COVID-19 : le CNCH s’adapte au changement

Dr Franck Albert, Dr Walid Amara

Auteurs et déclarations

23 novembre 2020

COLLABORATION EDITORIALE

Medscape &

Durant cette année 2020, les cardiologues hospitaliers ont dû redoubler d’efforts pour s’adapter à une crise sanitaire exceptionnelle. Dans le cadre du partenariat Medscape & Collège National des Cardiologues des Hôpitaux (CNCH), Franck Albert et Walid Amara reviennent sur l’expérience acquise durant la pandémie de COVID-19 et présentent les grandes lignes du congrès annuel du CNCH, qui sera cette année, bien entendu, virtuel.

TRANSCRIPTION

Walid Amara — Bonjour je suis Walid Amara et j’ai le plaisir d’être aujourd’hui avec Franck Albert, président du CNCH. Je vais débuter cette discussion par une citation de Charles Darwin : « les espèces qui survivent ne sont pas les espèces les plus fortes ni les plus intelligentes, mais celles qui s’adaptent le mieux au changement. »

Cette année, qui a été si très particulière en raison de la pandémie  COVID-19, le CNCH a été très proactif pour s’adapter au changement et à cette crise. Franck, quelles sont les leçons que tu retiens de cette année 2020 par rapport à tout ce qui nous est arrivé ?

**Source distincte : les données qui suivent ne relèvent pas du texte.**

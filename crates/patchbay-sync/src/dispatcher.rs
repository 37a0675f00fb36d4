//! Versioned hand-off of snapshots to a [`ParameterSink`].
//!
//! Every dispatched snapshot gets the next [`SnapshotVersion`]. In
//! [`DispatchMode::Background`] a single worker thread owns the sink and
//! receives updates over a crossbeam channel. While it is busy, newer
//! updates pile up in the channel; when it comes back it sends only the
//! newest and counts the rest as superseded. At most one update is ever in
//! flight.
//!
//! Completions come back over a second channel and are drained by
//! [`Dispatcher::poll()`]. A completion older than the latest dispatched
//! version is stale and dropped there.

use std::sync::Arc;
use std::thread::{self, JoinHandle};
use std::time::{Duration, Instant};

use crossbeam_channel::{Receiver, Sender, unbounded};
use parking_lot::{Condvar, Mutex};
use patchbay_config::DispatchMode;
use patchbay_core::Snapshot;

use crate::error::SyncError;
use crate::sink::{Ack, ParameterSink, SinkError};
use crate::update::{ParameterUpdate, SnapshotVersion};

/// Outcome of one delivered update.
#[derive(Debug)]
pub struct Completion {
    /// Version that was sent.
    pub version: SnapshotVersion,
    /// Graph generation it reflected.
    pub generation: u64,
    /// What the sink said.
    pub result: Result<Ack, SinkError>,
}

/// Counters since the dispatcher was created.
#[derive(Clone, Copy, Debug, Default, PartialEq, Eq)]
pub struct DispatchStats {
    /// Updates handed to [`Dispatcher::dispatch()`].
    pub dispatched: u64,
    /// Queued updates replaced by a newer one before being sent.
    pub superseded: u64,
    /// Completions dropped because a newer version had been dispatched.
    pub stale: u64,
    /// Current completions the sink acknowledged.
    pub delivered: u64,
    /// Current completions the sink failed.
    pub failed: u64,
}

#[derive(Debug, Default)]
struct WorkerState {
    queued: usize,
    in_flight: bool,
    superseded: u64,
}

#[derive(Debug, Default)]
struct Shared {
    state: Mutex<WorkerState>,
    idle: Condvar,
}

impl Shared {
    fn pending(state: &WorkerState) -> usize {
        state.queued + usize::from(state.in_flight)
    }
}

/// Sends snapshots to a sink, inline or from a worker thread.
pub struct Dispatcher {
    mode: DispatchMode,
    sink: Arc<dyn ParameterSink>,
    shared: Arc<Shared>,
    updates_tx: Option<Sender<ParameterUpdate>>,
    worker: Option<JoinHandle<()>>,
    completions_tx: Sender<Completion>,
    completions_rx: Receiver<Completion>,
    latest: SnapshotVersion,
    stats: DispatchStats,
}

impl Dispatcher {
    /// Creates a dispatcher; background mode starts the worker thread.
    pub fn new(mode: DispatchMode, sink: Arc<dyn ParameterSink>) -> Result<Self, SyncError> {
        let shared = Arc::new(Shared::default());
        let (completions_tx, completions_rx) = unbounded();

        let (updates_tx, worker) = match mode {
            DispatchMode::Inline => (None, None),
            DispatchMode::Background => {
                let (tx, rx) = unbounded();
                let worker_sink = Arc::clone(&sink);
                let worker_shared = Arc::clone(&shared);
                let worker_completions = completions_tx.clone();
                let handle = thread::Builder::new()
                    .name("patchbay-dispatch".into())
                    .spawn(move || {
                        worker_loop(&rx, &*worker_sink, &worker_shared, &worker_completions);
                    })
                    .map_err(SyncError::Spawn)?;
                (Some(tx), Some(handle))
            }
        };

        tracing::debug!(?mode, sink = sink.name(), "dispatcher started");

        Ok(Self {
            mode,
            sink,
            shared,
            updates_tx,
            worker,
            completions_tx,
            completions_rx,
            latest: SnapshotVersion::default(),
            stats: DispatchStats::default(),
        })
    }

    /// Dispatch mode.
    pub fn mode(&self) -> DispatchMode {
        self.mode
    }

    /// Latest version handed out, `v0` before the first dispatch.
    pub fn latest_version(&self) -> SnapshotVersion {
        self.latest
    }

    /// Tags `snapshot` with the next version and sends it.
    ///
    /// Inline mode sends before returning; background mode only enqueues.
    /// Either way the outcome arrives through [`poll()`](Self::poll).
    pub fn dispatch(&mut self, generation: u64, snapshot: Snapshot) -> SnapshotVersion {
        self.latest = self.latest.next();
        self.stats.dispatched += 1;
        let update = ParameterUpdate::new(self.latest, generation, snapshot);
        tracing::debug!(
            version = update.version.0,
            generation,
            defined = update.snapshot.defined_count(),
            "dispatch"
        );

        match &self.updates_tx {
            Some(tx) => {
                self.shared.state.lock().queued += 1;
                if let Err(err) = tx.send(update) {
                    // Worker is gone; nothing will ever complete this one.
                    self.shared.state.lock().queued -= 1;
                    tracing::error!(version = err.0.version.0, "dispatch worker disconnected");
                }
            }
            None => {
                let result = self.sink.send(&update);
                let _ = self.completions_tx.send(Completion {
                    version: update.version,
                    generation,
                    result,
                });
            }
        }
        self.latest
    }

    /// Drains finished sends, dropping stale ones.
    ///
    /// Returns only completions for the latest dispatched version.
    pub fn poll(&mut self) -> Vec<Completion> {
        let mut current = Vec::new();
        for completion in self.completions_rx.try_iter() {
            if completion.version < self.latest {
                self.stats.stale += 1;
                tracing::trace!(
                    version = completion.version.0,
                    latest = self.latest.0,
                    "dropping stale completion"
                );
                continue;
            }
            match &completion.result {
                Ok(_) => self.stats.delivered += 1,
                Err(err) => {
                    self.stats.failed += 1;
                    tracing::warn!(version = completion.version.0, "update failed: {err}");
                }
            }
            current.push(completion);
        }
        current
    }

    /// Number of updates queued or in flight.
    pub fn pending(&self) -> usize {
        Shared::pending(&self.shared.state.lock())
    }

    /// Blocks until nothing is queued or in flight, or `timeout` passes.
    pub fn flush(&self, timeout: Duration) -> Result<(), SyncError> {
        let deadline = Instant::now() + timeout;
        let mut state = self.shared.state.lock();
        while Shared::pending(&state) > 0 {
            if self.shared.idle.wait_until(&mut state, deadline).timed_out()
                && Shared::pending(&state) > 0
            {
                return Err(SyncError::FlushTimeout {
                    timeout,
                    pending: Shared::pending(&state),
                });
            }
        }
        Ok(())
    }

    /// Counters so far. Call [`poll()`](Self::poll) first for fresh
    /// delivery counts.
    pub fn stats(&self) -> DispatchStats {
        DispatchStats {
            superseded: self.shared.state.lock().superseded,
            ..self.stats
        }
    }
}

impl Drop for Dispatcher {
    fn drop(&mut self) {
        // Closing the channel ends the worker once it has drained it.
        self.updates_tx = None;
        if let Some(worker) = self.worker.take()
            && worker.join().is_err()
        {
            tracing::error!("dispatch worker panicked");
        }
    }
}

fn worker_loop(
    updates: &Receiver<ParameterUpdate>,
    sink: &dyn ParameterSink,
    shared: &Shared,
    completions: &Sender<Completion>,
) {
    while let Ok(mut update) = updates.recv() {
        let mut taken = 1;
        while let Ok(newer) = updates.try_recv() {
            tracing::debug!(
                superseded = update.version.0,
                by = newer.version.0,
                "superseding queued update"
            );
            update = newer;
            taken += 1;
        }
        {
            let mut state = shared.state.lock();
            state.queued -= taken;
            state.superseded += (taken - 1) as u64;
            state.in_flight = true;
        }

        let result = sink.send(&update);
        let _ = completions.send(Completion {
            version: update.version,
            generation: update.generation,
            result,
        });

        let mut state = shared.state.lock();
        state.in_flight = false;
        if state.queued == 0 {
            shared.idle.notify_all();
        }
    }
}
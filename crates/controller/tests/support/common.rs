#![allow(dead_code)]

use std::sync::Arc;
use std::time::Duration;

use axum::body::Body;
use axum::http::{Request, Response, StatusCode};
use axum::Router;
use http_body_util::BodyExt;
use tokio::sync::mpsc;
use tower::ServiceExt;
use uuid::Uuid;

use controller::agent::AgentHandle;
use controller::app_state::AppState;
use controller::dispatcher::{Dispatcher, OrchestrationMode};
use controller::http::build_router;
use controller::persistence::{MemoryStore, Store};
use controller::pki::RootCa;
use controller::registry::AgentRegistry;

pub struct TestApp {
    pub router: Router,
    pub state: AppState,
    // Keeps the CA directory alive for the test's duration.
    _certs_dir: tempfile::TempDir,
}

/// Build an app over a fresh in-memory store and native-mode dispatcher
/// with short timeouts.
pub fn test_app() -> TestApp {
    let certs_dir = tempfile::tempdir().expect("tempdir");
    let ca = Arc::new(RootCa::init(certs_dir.path()).expect("ca"));
    let store: Store = Arc::new(MemoryStore::new());
    let registry = AgentRegistry::new();
    let dispatcher = Arc::new(
        Dispatcher::new(OrchestrationMode::Native, registry.clone(), None)
            .with_timeouts(Duration::from_millis(100), Duration::from_millis(500)),
    );
    let state = AppState {
        store,
        ca,
        registry,
        dispatcher,
    };
    TestApp {
        router: build_router(state.clone()),
        state,
        _certs_dir: certs_dir,
    }
}

/// Register a fake agent for `node_id` that acknowledges every command
/// it receives. Returns the command log receiver.
pub async fn ack_agent(state: &AppState, node_id: Uuid) -> mpsc::Receiver<proto::AgentCommand> {
    let (tx, mut rx) = mpsc::channel::<proto::AgentCommand>(16);
    let (log_tx, log_rx) = mpsc::channel(16);
    let handle = AgentHandle::new(node_id, tx);
    state.registry.register(handle.clone()).await;

    tokio::spawn(async move {
        while let Some(cmd) = rx.recv().await {
            let command_id = cmd.command_id.clone();
            let _ = log_tx.send(cmd).await;
            handle
                .resolve(&command_id, proto::agent_reply::Reply::Ack(proto::Ack {}))
                .await;
        }
    });
    log_rx
}

pub async fn send(router: &Router, request: Request<Body>) -> Response<Body> {
    router.clone().oneshot(request).await.expect("infallible")
}

pub fn json_request(method: &str, uri: &str, body: &str) -> Request<Body> {
    Request::builder()
        .method(method)
        .uri(uri)
        .header("content-type", "application/json")
        .body(Body::from(body.to_string()))
        .expect("request")
}

pub fn get_request(uri: &str) -> Request<Body> {
    Request::builder()
        .method("GET")
        .uri(uri)
        .body(Body::empty())
        .expect("request")
}

pub async fn body_text(response: Response<Body>) -> String {
    let bytes = response
        .into_body()
        .collect()
        .await
        .expect("body")
        .to_bytes();
    String::from_utf8_lossy(&bytes).to_string()
}

pub async fn expect_status(response: Response<Body>, status: StatusCode) -> String {
    assert_eq!(response.status(), status, "unexpected status");
    body_text(response).await
}

/// POST a node and return its id.
pub async fn create_node(router: &Router, serial: &str) -> String {
    let body = format!(
        r#"{{"name":"node123","location":"smart edge lab","serial":"{serial}"}}"#
    );
    let response = send(router, json_request("POST", "/nodes", &body)).await;
    let text = expect_status(response, StatusCode::CREATED).await;
    let parsed: serde_json::Value = serde_json::from_str(&text).expect("json");
    parsed["id"].as_str().expect("id").to_string()
}
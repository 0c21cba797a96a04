//! Node endpoints: CRUD, interfaces, app bindings and lifecycle, DNS
//! bindings, traffic-policy bindings.

use axum::extract::{Path, State};
use axum::http::StatusCode;
use axum::routing::{get, patch, post};
use axum::{Json, Router};
use serde::{Deserialize, Serialize};
use uuid::Uuid;

use common::entities::{
    Entity, Kind, NetworkInterface, Node, NodeApp, NodeAppTrafficPolicy, NodeDnsConfig,
    NodeInterfaceTrafficPolicy, Record, TrafficPolicy,
};

use crate::agent::LifecycleStatus;
use crate::app_state::AppState;
use crate::error::{Error, Result};

use super::{create_record, delete_record, read_record, IdResponse};

pub(super) fn router() -> Router<AppState> {
    Router::new()
        .route("/nodes", post(create_node).get(list_nodes))
        .route(
            "/nodes/{node_id}",
            get(get_node).patch(update_node).delete(delete_node),
        )
        .route(
            "/nodes/{node_id}/interfaces",
            get(list_interfaces).patch(bulk_update_interfaces),
        )
        .route(
            "/nodes/{node_id}/interfaces/{interface_id}/policy",
            patch(set_interface_policy),
        )
        .route("/nodes/{node_id}/apps", post(bind_app).get(list_node_apps))
        .route(
            "/nodes/{node_id}/apps/{app_id}",
            get(app_status).patch(app_command).delete(unbind_app),
        )
        .route(
            "/nodes/{node_id}/apps/{app_id}/policy",
            patch(set_app_policy),
        )
        .route("/nodes/{node_id}/dns", post(bind_dns))
        .route("/nodes/{node_id}/dns/{dns_config_id}", axum::routing::delete(unbind_dns))
}

async fn create_node(
    State(state): State<AppState>,
    Json(payload): Json<Node>,
) -> Result<(StatusCode, Json<IdResponse>)> {
    let created = create_record(&state, payload, Record::Node).await?;
    // Known to the registry from pre-approval on, so a dial before
    // first contact reports "not yet connected" rather than unknown.
    if let Ok(node_id) = Uuid::try_parse(&created.1.id) {
        state.registry.prime(node_id).await;
    }
    Ok(created)
}

async fn list_nodes(State(state): State<AppState>) -> Result<Json<Vec<Node>>> {
    let records = state.store.read_all(Kind::Node).await?;
    let nodes = records
        .into_iter()
        .filter_map(|record| match record {
            Record::Node(node) => Some(node),
            _ => None,
        })
        .collect();
    Ok(Json(nodes))
}

async fn get_node(
    State(state): State<AppState>,
    Path(node_id): Path<String>,
) -> Result<Json<Node>> {
    match read_record(&state, Kind::Node, &node_id, "node").await? {
        Record::Node(node) => Ok(Json(node)),
        _ => Err(Error::Internal("node row has wrong kind".into())),
    }
}

async fn update_node(
    State(state): State<AppState>,
    Path(node_id): Path<String>,
    Json(mut payload): Json<Node>,
) -> Result<StatusCode> {
    read_record(&state, Kind::Node, &node_id, "node").await?;
    payload.id = node_id;
    payload.validate()?;
    state.store.bulk_update(vec![Record::Node(payload)]).await?;
    Ok(StatusCode::OK)
}

async fn delete_node(
    State(state): State<AppState>,
    Path(node_id): Path<String>,
) -> Result<StatusCode> {
    delete_record(&state, Kind::Node, &node_id, "node").await?;

    // The node is gone; drop its connection and its interface rows
    // (deletable now, since no join rows survived the node delete).
    if let Ok(id) = Uuid::try_parse(&node_id) {
        state.registry.remove(id).await;
    }
    let interfaces = state
        .store
        .filter(Kind::NetworkInterface, &[("node_id", &node_id)])
        .await?;
    for iface in interfaces {
        let key = crate::persistence::interface_key(&node_id, iface.id());
        state.store.delete(Kind::NetworkInterface, &key).await?;
    }
    Ok(StatusCode::OK)
}

async fn node_interfaces(state: &AppState, node_id: &str) -> Result<Vec<NetworkInterface>> {
    let records = state
        .store
        .filter(Kind::NetworkInterface, &[("node_id", node_id)])
        .await?;
    Ok(records
        .into_iter()
        .filter_map(|record| match record {
            Record::NetworkInterface(iface) => Some(iface),
            _ => None,
        })
        .collect())
}

async fn list_interfaces(
    State(state): State<AppState>,
    Path(node_id): Path<String>,
) -> Result<Json<Vec<NetworkInterface>>> {
    read_record(&state, Kind::Node, &node_id, "node").await?;
    Ok(Json(node_interfaces(&state, &node_id).await?))
}

async fn bulk_update_interfaces(
    State(state): State<AppState>,
    Path(node_id): Path<String>,
    Json(payload): Json<Vec<NetworkInterface>>,
) -> Result<StatusCode> {
    read_record(&state, Kind::Node, &node_id, "node").await?;

    let mut requested = payload;
    for iface in &mut requested {
        iface.node_id = node_id.clone();
        iface.validate()?;
    }

    let known = node_interfaces(&state, &node_id).await?;
    state
        .dispatcher
        .bulk_update_interfaces(&node_id, &requested, &known)
        .await?;

    state
        .store
        .bulk_update(requested.into_iter().map(Record::NetworkInterface).collect())
        .await?;
    Ok(StatusCode::OK)
}

/// Body for policy-binding PATCH endpoints. A null id clears the
/// binding.
#[derive(Debug, Deserialize)]
struct PolicyBinding {
    traffic_policy_id: Option<String>,
}

async fn load_policy(state: &AppState, policy_id: &str) -> Result<TrafficPolicy> {
    match read_record(state, Kind::TrafficPolicy, policy_id, "traffic policy").await? {
        Record::TrafficPolicy(policy) => Ok(policy),
        _ => Err(Error::Internal("traffic policy row has wrong kind".into())),
    }
}

async fn set_interface_policy(
    State(state): State<AppState>,
    Path((node_id, interface_id)): Path<(String, String)>,
    Json(binding): Json<PolicyBinding>,
) -> Result<StatusCode> {
    read_record(&state, Kind::Node, &node_id, "node").await?;
    let known = node_interfaces(&state, &node_id).await?;
    if !known.iter().any(|iface| iface.id == interface_id) {
        return Err(Error::NotFound(format!("network interface {interface_id}")));
    }

    let policy = match &binding.traffic_policy_id {
        Some(policy_id) => Some(load_policy(&state, policy_id).await?),
        None => None,
    };

    state
        .dispatcher
        .set_interface_policy(&node_id, &interface_id, policy.as_ref())
        .await?;

    // Replace whatever binding row existed for this interface.
    let existing = state
        .store
        .filter(
            Kind::NodeInterfaceTrafficPolicy,
            &[("node_id", &node_id), ("interface_id", &interface_id)],
        )
        .await?;
    for row in existing {
        state
            .store
            .delete(Kind::NodeInterfaceTrafficPolicy, row.id())
            .await?;
    }
    if let Some(policy) = policy {
        state
            .store
            .create(Record::NodeInterfaceTrafficPolicy(NodeInterfaceTrafficPolicy {
                id: Uuid::new_v4().to_string(),
                node_id,
                interface_id,
                traffic_policy_id: policy.id,
            }))
            .await?;
    }
    Ok(StatusCode::OK)
}

async fn set_app_policy(
    State(state): State<AppState>,
    Path((node_id, app_id)): Path<(String, String)>,
    Json(binding): Json<PolicyBinding>,
) -> Result<StatusCode> {
    require_app_binding(&state, &node_id, &app_id).await?;

    let policy = match &binding.traffic_policy_id {
        Some(policy_id) => Some(load_policy(&state, policy_id).await?),
        None => None,
    };

    state
        .dispatcher
        .set_app_policy(&node_id, &app_id, policy.as_ref())
        .await?;

    let existing = state
        .store
        .filter(
            Kind::NodeAppTrafficPolicy,
            &[("node_id", &node_id), ("app_id", &app_id)],
        )
        .await?;
    for row in existing {
        state.store.delete(Kind::NodeAppTrafficPolicy, row.id()).await?;
    }
    if let Some(policy) = policy {
        state
            .store
            .create(Record::NodeAppTrafficPolicy(NodeAppTrafficPolicy {
                id: Uuid::new_v4().to_string(),
                node_id,
                app_id,
                traffic_policy_id: policy.id,
            }))
            .await?;
    }
    Ok(StatusCode::OK)
}

/// Body for binding an application to a node.
#[derive(Debug, Deserialize)]
struct AppBinding {
    app_id: String,
}

async fn bind_app(
    State(state): State<AppState>,
    Path(node_id): Path<String>,
    Json(binding): Json<AppBinding>,
) -> Result<(StatusCode, Json<IdResponse>)> {
    read_record(&state, Kind::Node, &node_id, "node").await?;
    let app = match read_record(&state, Kind::App, &binding.app_id, "application").await? {
        Record::App(app) => app,
        _ => return Err(Error::Internal("app row has wrong kind".into())),
    };

    let existing = state
        .store
        .filter(
            Kind::NodeApp,
            &[("node_id", &node_id), ("app_id", &binding.app_id)],
        )
        .await?;
    if !existing.is_empty() {
        return Err(Error::Conflict(format!(
            "application {} already deployed on node {node_id}",
            binding.app_id
        )));
    }

    state.dispatcher.deploy_app(&node_id, &app).await?;

    let row = NodeApp {
        id: Uuid::new_v4().to_string(),
        node_id,
        app_id: binding.app_id,
    };
    row.validate()?;
    let id = row.id.clone();
    state.store.create(Record::NodeApp(row)).await?;
    Ok((StatusCode::CREATED, Json(IdResponse { id })))
}

async fn list_node_apps(
    State(state): State<AppState>,
    Path(node_id): Path<String>,
) -> Result<Json<Vec<NodeApp>>> {
    read_record(&state, Kind::Node, &node_id, "node").await?;
    let rows = state
        .store
        .filter(Kind::NodeApp, &[("node_id", &node_id)])
        .await?;
    Ok(Json(
        rows.into_iter()
            .filter_map(|record| match record {
                Record::NodeApp(row) => Some(row),
                _ => None,
            })
            .collect(),
    ))
}

async fn require_app_binding(state: &AppState, node_id: &str, app_id: &str) -> Result<NodeApp> {
    read_record(state, Kind::Node, node_id, "node").await?;
    let rows = state
        .store
        .filter(Kind::NodeApp, &[("node_id", node_id), ("app_id", app_id)])
        .await?;
    match rows.into_iter().next() {
        Some(Record::NodeApp(row)) => Ok(row),
        _ => Err(Error::NotFound(format!(
            "application {app_id} on node {node_id}"
        ))),
    }
}

/// Pull-based status read; nothing is cached controller-side.
#[derive(Debug, Serialize)]
struct AppStatusResponse {
    id: String,
    status: LifecycleStatus,
}

async fn app_status(
    State(state): State<AppState>,
    Path((node_id, app_id)): Path<(String, String)>,
) -> Result<Json<AppStatusResponse>> {
    require_app_binding(&state, &node_id, &app_id).await?;
    let status = state.dispatcher.app_status(&node_id, &app_id).await?;
    Ok(Json(AppStatusResponse { id: app_id, status }))
}

/// Body for app lifecycle commands.
#[derive(Debug, Deserialize)]
struct AppCommand {
    cmd: String,
}

async fn app_command(
    State(state): State<AppState>,
    Path((node_id, app_id)): Path<(String, String)>,
    Json(body): Json<AppCommand>,
) -> Result<StatusCode> {
    require_app_binding(&state, &node_id, &app_id).await?;
    match body.cmd.as_str() {
        "start" => state.dispatcher.start_app(&node_id, &app_id).await?,
        "stop" => state.dispatcher.stop_app(&node_id, &app_id).await?,
        "restart" => state.dispatcher.restart_app(&node_id, &app_id).await?,
        other => {
            return Err(Error::InvalidArgument(format!(
                "cmd must be one of [start, stop, restart], got {other}"
            )))
        }
    }
    Ok(StatusCode::OK)
}

async fn unbind_app(
    State(state): State<AppState>,
    Path((node_id, app_id)): Path<(String, String)>,
) -> Result<StatusCode> {
    let row = require_app_binding(&state, &node_id, &app_id).await?;

    // Applied traffic policies hold a referential edge on the binding.
    let policies = state
        .store
        .filter(
            Kind::NodeAppTrafficPolicy,
            &[("node_id", &node_id), ("app_id", &app_id)],
        )
        .await?;
    if !policies.is_empty() {
        return Err(Error::IntegrityInUse {
            column: Kind::NodeApp.fk_column(),
            id: row.id,
            table: Kind::NodeAppTrafficPolicy.table_name(),
        });
    }

    state.dispatcher.undeploy_app(&node_id, &app_id).await?;
    state.store.delete(Kind::NodeApp, &row.id).await?;
    Ok(StatusCode::OK)
}

/// Body for binding a DNS configuration to a node.
#[derive(Debug, Deserialize)]
struct DnsBinding {
    dns_config_id: String,
}

async fn bind_dns(
    State(state): State<AppState>,
    Path(node_id): Path<String>,
    Json(binding): Json<DnsBinding>,
) -> Result<(StatusCode, Json<IdResponse>)> {
    read_record(&state, Kind::Node, &node_id, "node").await?;
    let config = match read_record(&state, Kind::DnsConfig, &binding.dns_config_id, "dns config")
        .await?
    {
        Record::DnsConfig(config) => config,
        _ => return Err(Error::Internal("dns config row has wrong kind".into())),
    };

    state.dispatcher.set_dns(&node_id, &config).await?;

    let row = NodeDnsConfig {
        id: Uuid::new_v4().to_string(),
        node_id,
        dns_config_id: binding.dns_config_id,
    };
    row.validate()?;
    let id = row.id.clone();
    state.store.create(Record::NodeDnsConfig(row)).await?;
    Ok((StatusCode::CREATED, Json(IdResponse { id })))
}

async fn unbind_dns(
    State(state): State<AppState>,
    Path((node_id, dns_config_id)): Path<(String, String)>,
) -> Result<StatusCode> {
    read_record(&state, Kind::Node, &node_id, "node").await?;
    let rows = state
        .store
        .filter(
            Kind::NodeDnsConfig,
            &[("node_id", &node_id), ("dns_config_id", &dns_config_id)],
        )
        .await?;
    let Some(row) = rows.into_iter().next() else {
        return Err(Error::NotFound(format!(
            "dns config {dns_config_id} on node {node_id}"
        )));
    };

    state.dispatcher.remove_dns(&node_id, &dns_config_id).await?;
    state.store.delete(Kind::NodeDnsConfig, row.id()).await?;
    Ok(StatusCode::OK)
}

Franck Albert — Bonjour, Walid. Comme tu l’as souligné, effectivement, l’année 2020 a été une année exceptionnelle avec cette crise sanitaire qui s’annonçait comme une petite grippe. On est à ce jour à plus de 40 000 morts, on a eu un confinement, puis un déconfinement, et un reconfinement, une deuxième vague qui s’annonce aussi forte, voire plus forte que la première, parce qu’elle va toucher plusieurs régions. Plusieurs hôpitaux de notre Collège sont impactés. La première vague touchait essentiellement l’Île-de-France et le Grand Est, là on a déjà plusieurs régions qui sont en difficulté avec des taux de saturation en réanimation de plus de 90 % et déjà des transferts de patients dans nos hôpitaux — le dernier, à Saint-Brieuc avec des transferts de patients d’Auvergne qui vont en Bretagne, en réanimation, pour continuer à être soignés.

Cette année nous a donc incité ― avec une demande forte des hospitaliers qui étaient quand même, dans certaines régions, sous l’eau ― à développer des webinars. Toute l’équipe social media du site du CNCH a notamment développé ces moyens de communication et de formation, parce qu’il avait un besoin humain de parler de retour d’expérience, puisque que sur la première vague les hôpitaux ont été touchés. Et les premiers touchés ont en quelque sorte servi de donneurs de leçon pour les autres, afin de mieux se préparer pour transformer les USIC en réanimation COVID, transformer des secteurs dédiés COVID, faire un scanner dédié et, en même temps, supprimer les consultations programmées, et prendre les précautions nécessaires pour protéger nos patients, nos personnels soignants et nos médecins.

C’est vrai que c’est difficile. La deuxième vague arrive, et depuis un mois c’est de nouveau difficile avec du personnel qui est fatigué. Mais j’ai surtout été marqué par cette grande solidarité entre les médecins hospitaliers et les soignants qui ont su répondre quand même, malgré les difficultés qu’on connaît tous, à cette crise sanitaire.

Walid Amara — Je retiens la grande communication et c’est vrai que les groupes WhatsApp partagés avec les collègues du CNCH répartis de par la France, ont permis très vite de communiquer, de savoir où étaient passés les infarctus en mars/avril , ce qui après a été confirmé dans les études -- il y avait moins d’infarctus hospitalisés, comme en Californie, en Espagne, en Italie, donc dans les grandes publications, ce qui a permis de partager les expériences, y compris lors des webinars.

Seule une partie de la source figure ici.